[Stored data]
+---+
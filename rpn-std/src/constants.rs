//! Nullary operators: mathematical constants and the clock

use rpn_core::{DateTimeValue, Number, RpnError, Value};
use rpn_plugin::{OperatorContext, OperatorDescriptor, OperatorRegistry};

pub fn register(registry: OperatorRegistry) -> OperatorRegistry {
    registry
        .with_operator(OperatorDescriptor::nullary("pi", pi).category("constants")
            .describe("Ratio of a circle's circumference to its diameter"))
        .with_operator(OperatorDescriptor::nullary("e", e).category("constants")
            .describe("Base of the natural logarithm"))
        .with_operator(OperatorDescriptor::nullary("phi", phi).category("constants")
            .describe("Golden ratio (1 + sqrt 5) / 2"))
        .with_operator(OperatorDescriptor::nullary("now", now).category("constants")
            .describe("Current local date and time"))
}

fn pi(ctx: &OperatorContext<'_>) -> Result<Value, RpnError> {
    Ok(Value::Scalar(Number::pi(ctx.precision)))
}

fn e(ctx: &OperatorContext<'_>) -> Result<Value, RpnError> {
    Ok(Value::Scalar(Number::e(ctx.precision)))
}

fn phi(ctx: &OperatorContext<'_>) -> Result<Value, RpnError> {
    Ok(Value::Scalar(Number::phi(ctx.precision)))
}

fn now(_ctx: &OperatorContext<'_>) -> Result<Value, RpnError> {
    Ok(Value::DateTime(DateTimeValue::new(chrono::Local::now().naive_local())))
}

#[cfg(test)]
mod tests {
    use super::*;
    use rpn_plugin::{InterruptFlag, NoFunctions};

    #[test]
    fn test_constants() {
        let interrupt = InterruptFlag::new();
        let ctx = OperatorContext::new(&NoFunctions, &interrupt);
        assert!(pi(&ctx).unwrap().to_string().starts_with("3.14159265358979"));
        assert!(e(&ctx).unwrap().to_string().starts_with("2.71828182845904"));
        assert!(phi(&ctx).unwrap().to_string().starts_with("1.61803398874989"));
        assert!(matches!(now(&ctx).unwrap(), Value::DateTime(_)));
    }
}
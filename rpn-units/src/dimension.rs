//! Dimension registry
//!
//! Every dimension has a signature over the primitive dimensions
//! (`force` is `length*mass/time^2`) and a base unit. Primitive dimensions
//! have themselves as their signature; `constant` has the empty signature.

use rpn_core::{RpnError, UnitAlgebra};
use serde::{Deserialize, Serialize};
use std::collections::BTreeMap;

/// Definition of one physical quantity
#[derive(Debug, Clone, PartialEq, Eq, Serialize, Deserialize)]
pub struct DimensionDefinition {
    /// Exponents over primitive dimension names
    pub signature: UnitAlgebra,
    /// Unit every other unit of this dimension converts through
    pub base_unit: String,
}

impl DimensionDefinition {
    pub fn new(signature: UnitAlgebra, base_unit: impl Into<String>) -> Self {
        Self { signature, base_unit: base_unit.into() }
    }
}

/// All known dimensions, keyed by name
#[derive(Debug, Clone, Default, PartialEq, Eq, Serialize, Deserialize)]
pub struct DimensionRegistry {
    dimensions: BTreeMap<String, DimensionDefinition>,
}

impl DimensionRegistry {
    pub fn new() -> Self {
        Self::default()
    }

    /// A primitive dimension: its signature is itself
    pub fn register_primitive(&mut self, name: &str, base_unit: &str) {
        self.dimensions.insert(
            name.to_string(),
            DimensionDefinition::new(UnitAlgebra::unit(name), base_unit),
        );
    }

    /// A derived dimension; `signature` is written over primitive names,
    /// e.g. `"length^2*mass/time^3"`. An empty signature is dimensionless.
    pub fn register_derived(&mut self, name: &str, signature: &str, base_unit: &str) -> Result<(), RpnError> {
        let signature = UnitAlgebra::parse_with(signature, |dim| {
            self.is_primitive(dim).then(|| dim.to_string())
        }).map_err(|e| RpnError::UnitBuild(format!("dimension '{}': {}", name, e)))?;

        self.dimensions.insert(name.to_string(), DimensionDefinition::new(signature, base_unit));
        Ok(())
    }

    pub fn get(&self, name: &str) -> Option<&DimensionDefinition> {
        self.dimensions.get(name)
    }

    pub fn contains(&self, name: &str) -> bool {
        self.dimensions.contains_key(name)
    }

    pub fn is_primitive(&self, name: &str) -> bool {
        self.dimensions.get(name)
            .map(|def| def.signature == UnitAlgebra::unit(name))
            .unwrap_or(false)
    }

    pub fn signature(&self, name: &str) -> Option<&UnitAlgebra> {
        self.dimensions.get(name).map(|def| &def.signature)
    }

    pub fn base_unit(&self, name: &str) -> Option<&str> {
        self.dimensions.get(name).map(|def| def.base_unit.as_str())
    }

    pub fn names(&self) -> impl Iterator<Item = &str> {
        self.dimensions.keys().map(String::as_str)
    }

    pub fn iter(&self) -> impl Iterator<Item = (&str, &DimensionDefinition)> {
        self.dimensions.iter().map(|(name, def)| (name.as_str(), def))
    }

    pub fn len(&self) -> usize {
        self.dimensions.len()
    }

    pub fn is_empty(&self) -> bool {
        self.dimensions.is_empty()
    }
}
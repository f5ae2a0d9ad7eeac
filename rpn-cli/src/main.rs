//! RPN command line
//!
//! With terms on the command line the expression is evaluated once and the
//! final stack printed. Without terms each line of stdin is an expression;
//! variables and history carry over from line to line.
//!
//! Flags:
//! - `--json`: print results and errors as JSON objects
//! - `--no-units`: skip loading the unit system
//!
//! Environment:
//! - `RPN_DATA_PATH`: directory for `units.json` and `factors.json`
//! - `RPN_PRECISION`, `RPN_INPUT_RADIX`, `RPN_NO_UNITS`
//! - `RUST_LOG`: log filter, logs go to stderr

use rpn::{Calculator, CalculatorConfig};
use rpn_core::{TermError, Value};
use serde_json::json;
use std::env;
use std::io::{self, BufRead, IsTerminal, Write};
use std::process::ExitCode;
use tracing::{info, warn};
use tracing_subscriber::EnvFilter;

const VERSION: &str = env!("CARGO_PKG_VERSION");

#[derive(Debug, Default)]
struct Options {
    json: bool,
    no_units: bool,
    terms: Vec<String>,
}

fn parse_args(args: impl Iterator<Item = String>) -> Options {
    let mut options = Options::default();
    for arg in args {
        match arg.as_str() {
            "--json" => options.json = true,
            "--no-units" => options.no_units = true,
            // a lone "--" would otherwise be taken as a term
            "--" => {}
            _ => options.terms.push(arg),
        }
    }
    options
}

fn main() -> ExitCode {
    tracing_subscriber::fmt()
        .with_env_filter(EnvFilter::try_from_default_env().unwrap_or_else(|_| EnvFilter::new("warn")))
        .with_writer(io::stderr)
        .with_target(false)
        .init();

    let options = parse_args(env::args().skip(1));
    let mut config = CalculatorConfig::from_env();
    if options.no_units {
        config = config.with_units(false);
    }
    let mut calculator = Calculator::new(config);
    info!(version = VERSION, "rpn started");

    let status = if options.terms.is_empty() {
        repl(&mut calculator, options.json)
    } else {
        match run_line(&mut calculator, &options.terms, options.json) {
            Ok(()) => ExitCode::SUCCESS,
            Err(()) => ExitCode::FAILURE,
        }
    };

    if let Err(e) = calculator.flush_caches() {
        warn!(error = %e, "could not persist the factorization cache");
    }
    status
}

fn repl(calculator: &mut Calculator, json: bool) -> ExitCode {
    let stdin = io::stdin();
    let interactive = stdin.is_terminal();
    if interactive {
        eprintln!("rpn v{}, one expression per line, 'quit' to leave", VERSION);
    }

    let mut reader = stdin.lock();
    loop {
        if interactive {
            eprint!("> ");
            let _ = io::stderr().flush();
        }
        let mut line = String::new();
        match reader.read_line(&mut line) {
            Ok(0) => break,
            Ok(_) => {
                let terms: Vec<String> = line.split_whitespace().map(str::to_string).collect();
                match terms.first().map(String::as_str) {
                    None => continue,
                    Some("quit") | Some("exit") if terms.len() == 1 => break,
                    _ => {}
                }
                // errors are reported and the session continues
                let _ = run_line(calculator, &terms, json);
            }
            Err(e) => {
                eprintln!("error reading input: {}", e);
                return ExitCode::FAILURE;
            }
        }
    }
    ExitCode::SUCCESS
}

fn run_line(calculator: &mut Calculator, terms: &[String], json: bool) -> Result<(), ()> {
    match calculator.evaluate(terms) {
        Ok(stack) => {
            let rendered: Vec<String> = stack.iter().map(|v| calculator.render(v)).collect();
            if json {
                println!("{}", json!({ "stack": rendered }));
            } else {
                print_stack(&stack, &rendered);
            }
            Ok(())
        }
        Err(e) => {
            report(&e, json);
            Err(())
        }
    }
}

fn print_stack(stack: &[Value], rendered: &[String]) {
    if stack.is_empty() {
        println!("(empty)");
        return;
    }
    for line in rendered {
        println!("{}", line);
    }
}

fn report(error: &TermError, json: bool) {
    if json {
        println!(
            "{}",
            json!({
                "error": {
                    "code": error.code(),
                    "index": error.index,
                    "term": error.term,
                    "message": error.source.to_string(),
                }
            })
        );
    } else {
        eprintln!("{}", error);
    }
}

#[cfg(test)]
mod tests {
    use super::*;

    fn args(line: &str) -> impl Iterator<Item = String> + '_ {
        line.split_whitespace().map(str::to_string)
    }

    #[test]
    fn test_parse_args() {
        let options = parse_args(args("--json 2 3 +"));
        assert!(options.json);
        assert!(!options.no_units);
        assert_eq!(options.terms, vec!["2", "3", "+"]);

        let options = parse_args(args("--no-units -- -5 abs"));
        assert!(options.no_units);
        assert_eq!(options.terms, vec!["-5", "abs"]);
    }

    #[test]
    fn test_run_line() {
        let mut calculator = Calculator::new(CalculatorConfig::default());
        let terms: Vec<String> = args("2 3 +").collect();
        assert!(run_line(&mut calculator, &terms, false).is_ok());
        let terms: Vec<String> = args("2 +").collect();
        assert!(run_line(&mut calculator, &terms, true).is_err());
        assert_eq!(calculator.history(), &[Value::from(5)]);
    }
}
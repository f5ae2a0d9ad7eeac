//! Unit operators: conversion and unit inspection

use rpn_core::{Measurement, Number, RpnError, UnitAlgebra, Value};
use rpn_plugin::{OperatorContext, OperatorDescriptor, OperatorRegistry};

pub fn register(registry: OperatorRegistry) -> OperatorRegistry {
    registry
        .with_operator(OperatorDescriptor::list("convert", 2, convert).category("units")
            .describe("Convert to the target's units; a list of targets gives a mixed-unit breakdown"))
        .with_operator(OperatorDescriptor::unary("value", value).category("units")
            .describe("Magnitude without units"))
        .with_operator(OperatorDescriptor::unary("units", units).category("units")
            .describe("One of the measurement's units"))
        .with_operator(OperatorDescriptor::unary("dimensions", dimensions).aliases(&["primitive_units"]).category("units")
            .describe("Re-express in primitive base units"))
        .with_operator(OperatorDescriptor::unary("invert_units", invert_units).aliases(&["invert"]).category("units")
            .describe("Keep the magnitude, invert the units"))
}

fn measurement<'v>(operator: &str, value: &'v Value) -> Result<&'v Measurement, RpnError> {
    value.as_measurement()
        .ok_or_else(|| RpnError::arg_type(operator, "a measurement", value.type_name()))
}

fn convert(args: &[Value], ctx: &OperatorContext<'_>) -> Result<Value, RpnError> {
    let targets: Vec<&UnitAlgebra> = match &args[1] {
        Value::List(items) => items.iter()
            .map(|item| measurement("convert", item).map(|m| &m.units))
            .collect::<Result<_, _>>()?,
        other => vec![&measurement("convert", other)?.units],
    };
    if targets.is_empty() {
        return Err(RpnError::type_mismatch("'convert' needs at least one target unit"));
    }
    convert_each(&args[0], &targets, ctx)
}

fn convert_each(source: &Value, targets: &[&UnitAlgebra], ctx: &OperatorContext<'_>) -> Result<Value, RpnError> {
    match source {
        Value::List(items) => items.iter()
            .map(|item| {
                ctx.check_interrupt()?;
                convert_each(item, targets, ctx)
            })
            .collect::<Result<Vec<_>, _>>()
            .map(Value::List),
        other => {
            let m = measurement("convert", other)?;
            match targets {
                [single] => Ok(Value::from(ctx.units()?.convert(m, single, ctx.precision)?)),
                _ => breakdown(m, targets, ctx),
            }
        }
    }
}

/// Split a measurement across several units, largest first:
/// `100 inch` over `[foot, inch]` is `[8 foot, 4 inch]`
fn breakdown(source: &Measurement, targets: &[&UnitAlgebra], ctx: &OperatorContext<'_>) -> Result<Value, RpnError> {
    let system = ctx.units()?;
    let mut remaining = source.clone();
    let mut parts = Vec::with_capacity(targets.len());

    let (last, leading) = match targets.split_last() {
        Some(split) => split,
        None => return Ok(Value::List(parts)),
    };
    for target in leading {
        let converted = system.convert_value(&remaining.value, &remaining.units, target, ctx.precision)?;
        let whole = if converted.is_negative() { converted.ceil() } else { converted.floor() };
        // subtract in the source units so exact inputs stay exact
        let used = system.convert_value(&whole, target, &remaining.units, ctx.precision)?;
        remaining = Measurement::new(remaining.value.sub(&used), remaining.units.clone());
        parts.push(Value::Measurement(Measurement::new(whole, (*target).clone())));
    }
    parts.push(Value::Measurement(system.convert(&remaining, last, ctx.precision)?));
    Ok(Value::List(parts))
}

fn value(a: &Value, _ctx: &OperatorContext<'_>) -> Result<Value, RpnError> {
    match a {
        Value::Measurement(m) => Ok(Value::Scalar(m.value.clone())),
        Value::Scalar(_) => Ok(a.clone()),
        other => Err(RpnError::arg_type("value", "a number or measurement", other.type_name())),
    }
}

fn units(a: &Value, _ctx: &OperatorContext<'_>) -> Result<Value, RpnError> {
    let m = measurement("units", a)?;
    Ok(Value::Measurement(Measurement::new(Number::from_i64(1), m.units.clone())))
}

fn dimensions(a: &Value, ctx: &OperatorContext<'_>) -> Result<Value, RpnError> {
    let m = measurement("dimensions", a)?;
    let system = ctx.units()?;
    let signature = system.signature(&m.units)?;
    let base = signature.iter()
        .map(|(dimension, exponent)| {
            system.dimensions().base_unit(dimension)
                .map(|unit| (unit.to_string(), exponent))
                .ok_or_else(|| RpnError::UnitBuild(format!("dimension '{}' has no base unit", dimension)))
        })
        .collect::<Result<Vec<_>, _>>()?;
    let target = UnitAlgebra::from_pairs(base);
    Ok(Value::from(system.convert(m, &target, ctx.precision)?))
}

fn invert_units(a: &Value, _ctx: &OperatorContext<'_>) -> Result<Value, RpnError> {
    let m = measurement("invert_units", a)?;
    Ok(Value::Measurement(Measurement::new(m.value.clone(), m.units.invert())))
}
+---+
_What you need to do_
Please reproduce exactly the lines above, beginning with the first and ending with the line that contains "let ctx = OperatorContext::new(&NoFunctions, &interrupt);", and include nothing outside that range.

_Task output_
filename rpn-std/src/constants.rs
//! Nullary operators: mathematical constants and the clock

use rpn_core::{DateTimeValue, Number, RpnError, Value};
use rpn_plugin::{OperatorContext, OperatorDescriptor, OperatorRegistry};

pub fn register(registry: OperatorRegistry) -> OperatorRegistry {
    registry
        .with_operator(OperatorDescriptor::nullary("pi", pi).category("constants")
            .describe("Ratio of a circle's circumference to its diameter"))
        .with_operator(OperatorDescriptor::nullary("e", e).category("constants")
            .describe("Base of the natural logarithm"))
        .with_operator(OperatorDescriptor::nullary("phi", phi).category("constants")
            .describe("Golden ratio (1 + sqrt 5) / 2"))
        .with_operator(OperatorDescriptor::nullary("now", now).category("constants")
            .describe("Current local date and time"))
}

fn pi(ctx: &OperatorContext<'_>) -> Result<Value, RpnError> {
    Ok(Value::Scalar(Number::pi(ctx.precision)))
}

fn e(ctx: &OperatorContext<'_>) -> Result<Value, RpnError> {
    Ok(Value::Scalar(Number::e(ctx.precision)))
}

fn phi(ctx: &OperatorContext<'_>) -> Result<Value, RpnError> {
    Ok(Value::Scalar(Number::phi(ctx.precision)))
}

fn now(_ctx: &OperatorContext<'_>) -> Result<Value, RpnError> {
    Ok(Value::DateTime(DateTimeValue::new(chrono::Local::now().naive_local())))
}

#[cfg(test)]
mod tests {
    use super::*;
    use rpn_plugin::{InterruptFlag, NoFunctions};

    #[test]
    fn test_constants() {
        let interrupt = InterruptFlag::new();
        let ctx = OperatorContext::new(&NoFunctions, &interrupt);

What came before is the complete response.